**ACTIVITY:** In this exercise, every entry is to be copied exactly.

━━ GIVEN INFORMATION ━━

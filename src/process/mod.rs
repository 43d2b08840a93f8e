/*!
 * Process Module
 * Simulated process records and the arena that owns them
 */

pub mod table;
pub mod types;

// Re-export for convenience
pub use table::ProcessTable;
pub use types::{Process, ProcessState};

━━━

**SOLUTION BELOW:**
filename src/process/mod.rs
repository 43d2b08840a93f8e
/*!
 * Process Module
 * Simulated process records and the arena that owns them
 */

pub mod table;
pub mod types;

// Re-export for convenience
pub use table::ProcessTable;
pub use types::{Process, ProcessState};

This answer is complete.